Dataset entries
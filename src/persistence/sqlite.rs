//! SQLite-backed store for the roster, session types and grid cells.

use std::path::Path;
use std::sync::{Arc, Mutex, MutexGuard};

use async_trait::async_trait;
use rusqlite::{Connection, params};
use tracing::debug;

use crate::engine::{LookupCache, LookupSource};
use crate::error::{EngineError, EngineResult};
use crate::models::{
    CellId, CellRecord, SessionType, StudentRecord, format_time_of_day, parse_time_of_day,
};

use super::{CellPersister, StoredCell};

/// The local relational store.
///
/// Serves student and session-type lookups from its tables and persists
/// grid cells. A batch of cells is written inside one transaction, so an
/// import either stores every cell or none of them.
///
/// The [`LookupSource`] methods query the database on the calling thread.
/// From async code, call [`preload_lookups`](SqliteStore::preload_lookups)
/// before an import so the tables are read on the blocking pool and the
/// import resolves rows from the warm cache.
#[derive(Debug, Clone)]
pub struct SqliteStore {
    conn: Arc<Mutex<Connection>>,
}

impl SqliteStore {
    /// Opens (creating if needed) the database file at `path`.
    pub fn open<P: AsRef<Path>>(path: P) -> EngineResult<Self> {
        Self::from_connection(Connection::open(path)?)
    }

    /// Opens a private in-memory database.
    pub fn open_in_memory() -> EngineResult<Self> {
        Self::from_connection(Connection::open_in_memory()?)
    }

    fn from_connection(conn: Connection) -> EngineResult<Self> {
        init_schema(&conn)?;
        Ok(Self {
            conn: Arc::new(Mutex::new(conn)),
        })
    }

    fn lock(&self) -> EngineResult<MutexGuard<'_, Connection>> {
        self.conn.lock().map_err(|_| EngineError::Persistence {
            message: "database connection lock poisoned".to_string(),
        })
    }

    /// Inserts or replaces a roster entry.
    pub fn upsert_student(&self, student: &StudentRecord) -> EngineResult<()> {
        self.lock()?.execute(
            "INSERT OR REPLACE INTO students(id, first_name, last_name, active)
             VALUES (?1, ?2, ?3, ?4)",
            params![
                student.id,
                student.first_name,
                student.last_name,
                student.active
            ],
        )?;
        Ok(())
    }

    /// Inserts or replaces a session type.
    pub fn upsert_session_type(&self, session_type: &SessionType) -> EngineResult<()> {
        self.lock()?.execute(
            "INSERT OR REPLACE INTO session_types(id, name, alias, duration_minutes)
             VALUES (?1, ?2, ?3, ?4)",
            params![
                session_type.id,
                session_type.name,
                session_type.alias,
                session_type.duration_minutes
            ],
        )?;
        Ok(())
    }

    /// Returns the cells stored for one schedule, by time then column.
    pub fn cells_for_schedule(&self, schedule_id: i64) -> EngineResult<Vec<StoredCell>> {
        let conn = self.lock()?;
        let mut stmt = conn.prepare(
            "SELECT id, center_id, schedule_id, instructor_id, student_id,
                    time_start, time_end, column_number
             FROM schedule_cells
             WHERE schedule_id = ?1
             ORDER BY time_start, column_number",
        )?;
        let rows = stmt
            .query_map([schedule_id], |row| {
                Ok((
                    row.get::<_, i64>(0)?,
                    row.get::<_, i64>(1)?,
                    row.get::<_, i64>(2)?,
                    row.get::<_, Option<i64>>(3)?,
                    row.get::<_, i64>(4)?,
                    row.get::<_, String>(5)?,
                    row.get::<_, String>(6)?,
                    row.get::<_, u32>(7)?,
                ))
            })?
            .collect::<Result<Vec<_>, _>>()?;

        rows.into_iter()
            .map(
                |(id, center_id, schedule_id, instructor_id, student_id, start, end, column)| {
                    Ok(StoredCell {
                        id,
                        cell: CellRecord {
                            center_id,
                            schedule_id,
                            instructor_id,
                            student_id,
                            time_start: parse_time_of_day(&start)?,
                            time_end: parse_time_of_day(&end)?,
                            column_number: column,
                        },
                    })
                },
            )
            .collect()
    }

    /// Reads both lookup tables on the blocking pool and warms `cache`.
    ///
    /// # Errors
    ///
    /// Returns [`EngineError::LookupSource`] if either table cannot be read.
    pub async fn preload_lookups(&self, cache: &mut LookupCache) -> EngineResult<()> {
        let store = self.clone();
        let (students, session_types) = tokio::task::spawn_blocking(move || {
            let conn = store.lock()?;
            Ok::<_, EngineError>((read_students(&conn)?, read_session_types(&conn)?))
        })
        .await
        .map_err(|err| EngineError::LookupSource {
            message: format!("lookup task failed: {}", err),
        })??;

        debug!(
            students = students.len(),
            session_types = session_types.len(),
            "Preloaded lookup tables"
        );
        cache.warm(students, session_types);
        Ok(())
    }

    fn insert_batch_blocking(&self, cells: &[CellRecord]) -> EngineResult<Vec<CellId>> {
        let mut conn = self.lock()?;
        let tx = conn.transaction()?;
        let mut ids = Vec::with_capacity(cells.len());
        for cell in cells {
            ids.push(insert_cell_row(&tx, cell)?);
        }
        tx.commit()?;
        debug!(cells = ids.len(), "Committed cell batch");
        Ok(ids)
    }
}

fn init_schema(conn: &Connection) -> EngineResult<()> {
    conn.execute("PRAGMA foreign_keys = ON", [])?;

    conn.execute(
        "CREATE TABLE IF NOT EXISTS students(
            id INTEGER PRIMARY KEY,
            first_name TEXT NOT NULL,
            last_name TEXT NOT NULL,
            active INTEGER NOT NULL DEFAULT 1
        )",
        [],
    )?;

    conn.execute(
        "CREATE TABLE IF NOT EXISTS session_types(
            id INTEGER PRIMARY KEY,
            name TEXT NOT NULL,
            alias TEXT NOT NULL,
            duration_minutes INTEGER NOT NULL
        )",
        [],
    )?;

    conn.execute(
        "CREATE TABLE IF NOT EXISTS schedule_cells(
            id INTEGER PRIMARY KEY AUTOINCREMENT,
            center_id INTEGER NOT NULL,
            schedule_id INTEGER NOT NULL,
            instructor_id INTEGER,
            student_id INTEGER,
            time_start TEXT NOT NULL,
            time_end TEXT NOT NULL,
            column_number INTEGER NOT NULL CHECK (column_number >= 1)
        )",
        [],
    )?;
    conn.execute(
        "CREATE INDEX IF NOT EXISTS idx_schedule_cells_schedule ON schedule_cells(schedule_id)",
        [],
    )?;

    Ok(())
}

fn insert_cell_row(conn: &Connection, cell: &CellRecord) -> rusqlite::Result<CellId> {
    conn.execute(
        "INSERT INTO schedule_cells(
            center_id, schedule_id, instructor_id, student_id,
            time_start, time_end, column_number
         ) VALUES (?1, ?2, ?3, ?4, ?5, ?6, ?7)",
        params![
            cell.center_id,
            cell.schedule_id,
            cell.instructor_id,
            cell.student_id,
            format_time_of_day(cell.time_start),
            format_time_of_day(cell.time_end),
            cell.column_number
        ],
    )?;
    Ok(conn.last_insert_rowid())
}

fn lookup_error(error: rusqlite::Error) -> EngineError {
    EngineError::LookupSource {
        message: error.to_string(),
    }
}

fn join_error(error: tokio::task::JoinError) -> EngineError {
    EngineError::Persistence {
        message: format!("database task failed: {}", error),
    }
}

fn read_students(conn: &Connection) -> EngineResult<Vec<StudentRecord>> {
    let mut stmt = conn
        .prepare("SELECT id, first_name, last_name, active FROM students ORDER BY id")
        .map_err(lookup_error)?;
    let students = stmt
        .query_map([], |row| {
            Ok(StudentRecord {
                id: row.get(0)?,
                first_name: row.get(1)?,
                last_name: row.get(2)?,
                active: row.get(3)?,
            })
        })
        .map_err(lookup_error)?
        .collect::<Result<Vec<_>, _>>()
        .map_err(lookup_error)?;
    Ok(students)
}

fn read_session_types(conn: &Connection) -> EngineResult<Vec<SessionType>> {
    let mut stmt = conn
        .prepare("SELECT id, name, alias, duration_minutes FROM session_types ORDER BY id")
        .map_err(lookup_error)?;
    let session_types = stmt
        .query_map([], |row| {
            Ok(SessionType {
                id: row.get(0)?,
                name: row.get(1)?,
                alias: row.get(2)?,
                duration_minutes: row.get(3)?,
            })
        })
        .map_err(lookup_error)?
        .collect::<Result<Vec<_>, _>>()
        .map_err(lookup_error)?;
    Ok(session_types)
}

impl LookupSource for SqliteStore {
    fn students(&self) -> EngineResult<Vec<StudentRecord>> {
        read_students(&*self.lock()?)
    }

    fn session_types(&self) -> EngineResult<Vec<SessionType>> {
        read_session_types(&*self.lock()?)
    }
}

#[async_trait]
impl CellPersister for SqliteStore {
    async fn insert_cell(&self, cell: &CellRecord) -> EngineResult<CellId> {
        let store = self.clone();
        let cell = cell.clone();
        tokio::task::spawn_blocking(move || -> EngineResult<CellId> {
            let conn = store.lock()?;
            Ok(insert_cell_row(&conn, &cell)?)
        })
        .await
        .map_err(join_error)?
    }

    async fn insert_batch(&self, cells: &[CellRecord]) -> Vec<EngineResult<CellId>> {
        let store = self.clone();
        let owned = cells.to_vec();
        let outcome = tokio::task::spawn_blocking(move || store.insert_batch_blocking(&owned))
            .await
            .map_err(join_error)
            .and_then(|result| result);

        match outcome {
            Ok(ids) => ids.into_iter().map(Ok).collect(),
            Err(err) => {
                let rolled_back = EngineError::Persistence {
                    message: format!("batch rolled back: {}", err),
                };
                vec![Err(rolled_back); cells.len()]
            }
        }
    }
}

* * *

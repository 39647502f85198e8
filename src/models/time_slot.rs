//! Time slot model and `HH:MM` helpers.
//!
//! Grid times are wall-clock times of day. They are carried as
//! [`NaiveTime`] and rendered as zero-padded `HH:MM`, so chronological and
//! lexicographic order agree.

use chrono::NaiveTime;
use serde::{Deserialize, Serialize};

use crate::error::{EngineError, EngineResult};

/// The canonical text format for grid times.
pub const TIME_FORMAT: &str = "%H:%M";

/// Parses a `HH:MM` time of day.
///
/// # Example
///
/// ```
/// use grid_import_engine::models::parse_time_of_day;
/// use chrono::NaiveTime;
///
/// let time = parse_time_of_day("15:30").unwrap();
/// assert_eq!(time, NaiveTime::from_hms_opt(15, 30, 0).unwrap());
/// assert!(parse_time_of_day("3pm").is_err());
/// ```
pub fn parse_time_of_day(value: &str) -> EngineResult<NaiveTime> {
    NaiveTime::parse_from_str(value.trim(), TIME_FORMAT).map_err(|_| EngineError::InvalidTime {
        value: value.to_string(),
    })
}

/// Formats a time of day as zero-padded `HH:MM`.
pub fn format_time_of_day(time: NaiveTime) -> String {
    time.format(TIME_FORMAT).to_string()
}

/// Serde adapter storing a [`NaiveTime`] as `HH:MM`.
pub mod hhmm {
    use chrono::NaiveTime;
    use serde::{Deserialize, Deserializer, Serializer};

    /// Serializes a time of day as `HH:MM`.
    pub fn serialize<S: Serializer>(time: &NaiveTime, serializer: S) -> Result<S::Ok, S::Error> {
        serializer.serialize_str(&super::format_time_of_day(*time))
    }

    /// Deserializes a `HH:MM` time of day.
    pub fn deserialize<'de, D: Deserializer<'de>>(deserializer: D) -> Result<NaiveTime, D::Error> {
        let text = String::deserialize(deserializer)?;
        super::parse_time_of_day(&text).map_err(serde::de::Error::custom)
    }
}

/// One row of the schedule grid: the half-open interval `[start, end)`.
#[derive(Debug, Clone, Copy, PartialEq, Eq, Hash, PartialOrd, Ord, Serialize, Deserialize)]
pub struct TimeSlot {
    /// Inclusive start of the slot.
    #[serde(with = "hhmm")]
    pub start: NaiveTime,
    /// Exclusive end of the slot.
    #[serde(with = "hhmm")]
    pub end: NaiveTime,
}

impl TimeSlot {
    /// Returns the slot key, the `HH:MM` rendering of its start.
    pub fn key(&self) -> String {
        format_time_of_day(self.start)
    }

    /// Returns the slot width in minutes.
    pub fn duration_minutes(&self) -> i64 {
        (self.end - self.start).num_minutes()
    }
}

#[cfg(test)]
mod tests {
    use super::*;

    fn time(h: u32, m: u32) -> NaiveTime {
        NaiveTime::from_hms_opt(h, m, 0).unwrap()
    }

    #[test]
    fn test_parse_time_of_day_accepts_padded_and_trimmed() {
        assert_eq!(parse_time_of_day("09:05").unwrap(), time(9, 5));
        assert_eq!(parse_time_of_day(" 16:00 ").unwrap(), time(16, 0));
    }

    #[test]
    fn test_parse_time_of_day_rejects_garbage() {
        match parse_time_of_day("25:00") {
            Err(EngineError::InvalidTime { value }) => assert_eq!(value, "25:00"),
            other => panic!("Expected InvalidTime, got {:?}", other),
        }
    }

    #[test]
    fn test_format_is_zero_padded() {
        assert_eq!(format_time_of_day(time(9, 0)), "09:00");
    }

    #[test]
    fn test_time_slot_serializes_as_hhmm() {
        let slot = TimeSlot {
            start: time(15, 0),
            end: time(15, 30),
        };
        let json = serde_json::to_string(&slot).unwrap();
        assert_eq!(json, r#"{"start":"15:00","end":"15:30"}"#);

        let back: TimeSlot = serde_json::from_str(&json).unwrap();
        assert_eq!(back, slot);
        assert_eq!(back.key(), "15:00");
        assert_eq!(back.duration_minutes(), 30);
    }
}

■ Exercise ■
Please give an exact copy of the entries above, from the line with "filename src/persistence/sqlite.rs" down to the line with "transaction, so an", inclusive, and nothing else.

■ Answer to this exercise ■
filename src/persistence/sqlite.rs
//! SQLite-backed store for the roster, session types and grid cells.

use std::path::Path;
use std::sync::{Arc, Mutex, MutexGuard};

use async_trait::async_trait;
use rusqlite::{Connection, params};
use tracing::debug;

use crate::engine::{LookupCache, LookupSource};
use crate::error::{EngineError, EngineResult};
use crate::models::{
    CellId, CellRecord, SessionType, StudentRecord, format_time_of_day, parse_time_of_day,
};

use super::{CellPersister, StoredCell};

/// The local relational store.
///
/// Serves student and session-type lookups from its tables and persists
/// grid cells. A batch of cells is written inside one transaction, so an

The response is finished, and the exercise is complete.